▶ _DATA SUPPLIED_
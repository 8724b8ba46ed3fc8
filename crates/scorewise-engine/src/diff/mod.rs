//! # Text Diff Engine
//!
//! Compares the student's original essay with the teacher-edited version and
//! produces labeled segments for rendering.
//!
//! ## Pipeline
//!
//! 1. **Tokenize** both texts (`tokenize`): runs of whitespace and runs of
//!    non-whitespace for word-level diffs, single chars for character-level.
//! 2. **Align** the token sequences with a Myers minimal diff (`similar`).
//! 3. **Normalize** the edit script (`chunks`): group edits between unchanged
//!    runs, slide pure insertions/deletions onto word starts, and fold
//!    whitespace-only gaps between two edits into the edit.
//! 4. **Coalesce** into [`DiffSegment`]s.
//!
//! ## Reconstruction Law
//!
//! Joining every segment's text except `Removed` yields `after`; joining every
//! segment's text except `Added` yields `before`.

mod chunks;
mod tokenize;

use serde::{Deserialize, Serialize};
use similar::{Algorithm, DiffTag, capture_diff_slices};

use chunks::{Chunk, ChunkBuilder};
pub use tokenize::tokenize;

#[derive(Debug, thiserror::Error, PartialEq, Eq)]
pub enum DiffError {
    #[error("invalid argument: {side} text is not valid UTF-8: {source}")]
    InvalidArgument {
        side: &'static str,
        source: std::str::Utf8Error,
    },
}

/// Label of a diff segment.
#[derive(Debug, Clone, Copy, PartialEq, Eq, Hash, Serialize, Deserialize)]
#[serde(rename_all = "lowercase")]
pub enum SegmentKind {
    Added,
    Removed,
    Unchanged,
}

/// A labeled chunk of text from comparing two versions of an essay.
#[derive(Debug, Clone, PartialEq, Eq, Serialize, Deserialize)]
pub struct DiffSegment {
    #[serde(rename = "type")]
    pub kind: SegmentKind,
    pub text: String,
}

impl DiffSegment {
    pub fn new(kind: SegmentKind, text: impl Into<String>) -> Self {
        Self {
            kind,
            text: text.into(),
        }
    }

    pub fn added(text: impl Into<String>) -> Self {
        Self::new(SegmentKind::Added, text)
    }

    pub fn removed(text: impl Into<String>) -> Self {
        Self::new(SegmentKind::Removed, text)
    }

    pub fn unchanged(text: impl Into<String>) -> Self {
        Self::new(SegmentKind::Unchanged, text)
    }
}

/// Token size used when aligning texts.
#[derive(Debug, Clone, Copy, Default, PartialEq, Eq, Serialize, Deserialize)]
#[serde(rename_all = "lowercase")]
pub enum DiffGranularity {
    /// Whitespace-delimited words; avoids noisy micro-diffs in prose.
    #[default]
    Word,
    /// Individual chars.
    Character,
}

/// Word-level diff of `before` against `after`.
pub fn compute_diff(before: &str, after: &str) -> Vec<DiffSegment> {
    compute_diff_with(before, after, DiffGranularity::Word)
}

/// Diff at the given granularity. Total: every pair of strings has a result.
pub fn compute_diff_with(
    before: &str,
    after: &str,
    granularity: DiffGranularity,
) -> Vec<DiffSegment> {
    if before == after {
        return vec![DiffSegment::unchanged(before)];
    }
    if before.is_empty() {
        return vec![DiffSegment::added(after)];
    }
    if after.is_empty() {
        return vec![DiffSegment::removed(before)];
    }

    let old = tokenize(before, granularity);
    let new = tokenize(after, granularity);

    let mut builder = ChunkBuilder::default();
    for op in capture_diff_slices(Algorithm::Myers, &old, &new) {
        let (tag, old_range, new_range) = op.as_tag_tuple();
        match tag {
            DiffTag::Equal => builder.equal(&old[old_range]),
            DiffTag::Delete => builder.change(&old[old_range], &[]),
            DiffTag::Insert => builder.change(&[], &new[new_range]),
            DiffTag::Replace => builder.change(&old[old_range], &new[new_range]),
        }
    }

    let chunks = chunks::fold_whitespace_gaps(chunks::slide_pure_edits(builder.finish()));
    to_segments(chunks)
}

/// Diff raw bytes, rejecting input that is not UTF-8.
pub fn compute_diff_bytes(before: &[u8], after: &[u8]) -> Result<Vec<DiffSegment>, DiffError> {
    compute_diff_bytes_with(before, after, DiffGranularity::Word)
}

pub fn compute_diff_bytes_with(
    before: &[u8],
    after: &[u8],
    granularity: DiffGranularity,
) -> Result<Vec<DiffSegment>, DiffError> {
    let before = std::str::from_utf8(before).map_err(|source| DiffError::InvalidArgument {
        side: "before",
        source,
    })?;
    let after = std::str::from_utf8(after).map_err(|source| DiffError::InvalidArgument {
        side: "after",
        source,
    })?;
    Ok(compute_diff_with(before, after, granularity))
}

/// Rebuild the earlier text from a segment list.
pub fn reconstruct_before(segments: &[DiffSegment]) -> String {
    segments
        .iter()
        .filter(|s| s.kind != SegmentKind::Added)
        .map(|s| s.text.as_str())
        .collect()
}

/// Rebuild the later text from a segment list.
pub fn reconstruct_after(segments: &[DiffSegment]) -> String {
    segments
        .iter()
        .filter(|s| s.kind != SegmentKind::Removed)
        .map(|s| s.text.as_str())
        .collect()
}

fn to_segments(chunks: Vec<Chunk<'_>>) -> Vec<DiffSegment> {
    let mut segments: Vec<DiffSegment> = Vec::new();
    let mut push = |kind: SegmentKind, tokens: &[&str]| {
        if tokens.is_empty() {
            return;
        }
        let text: String = tokens.concat();
        match segments.last_mut() {
            Some(last) if last.kind == kind => last.text.push_str(&text),
            _ => segments.push(DiffSegment::new(kind, text)),
        }
    };

    for chunk in &chunks {
        match chunk {
            Chunk::Equal(tokens) => push(SegmentKind::Unchanged, tokens.as_slice()),
            Chunk::Change { removed, added } => {
                push(SegmentKind::Removed, removed.as_slice());
                push(SegmentKind::Added, added.as_slice());
            }
        }
    }
    segments
}

/// Word and segment counts over a diff, for review summaries.
#[derive(Debug, Clone, Copy, Default, PartialEq, Eq, Serialize, Deserialize)]
pub struct DiffSummary {
    pub added_segments: usize,
    pub removed_segments: usize,
    pub added_words: usize,
    pub removed_words: usize,
}

impl DiffSummary {
    pub fn from_segments(segments: &[DiffSegment]) -> Self {
        segments
            .iter()
            .fold(Self::default(), |mut summary, segment| {
                let words = segment.text.split_whitespace().count();
                match segment.kind {
                    SegmentKind::Added => {
                        summary.added_segments += 1;
                        summary.added_words += words;
                    }
                    SegmentKind::Removed => {
                        summary.removed_segments += 1;
                        summary.removed_words += words;
                    }
                    SegmentKind::Unchanged => {}
                }
                summary
            })
    }

    pub fn is_unchanged(&self) -> bool {
        self.added_segments == 0 && self.removed_segments == 0
    }
}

▶ _YOUR INSTRUCTIONS_
Where does "Deserialize" appear in the records above? Copy each line that holds it.

▶ _RESULT_
use serde::{Deserialize, Serialize};
#[derive(Debug, Clone, Copy, PartialEq, Eq, Hash, Serialize, Deserialize)]
#[derive(Debug, Clone, PartialEq, Eq, Serialize, Deserialize)]
#[derive(Debug, Clone, Copy, Default, PartialEq, Eq, Serialize, Deserialize)]
#[derive(Debug, Clone, Copy, Default, PartialEq, Eq, Serialize, Deserialize)]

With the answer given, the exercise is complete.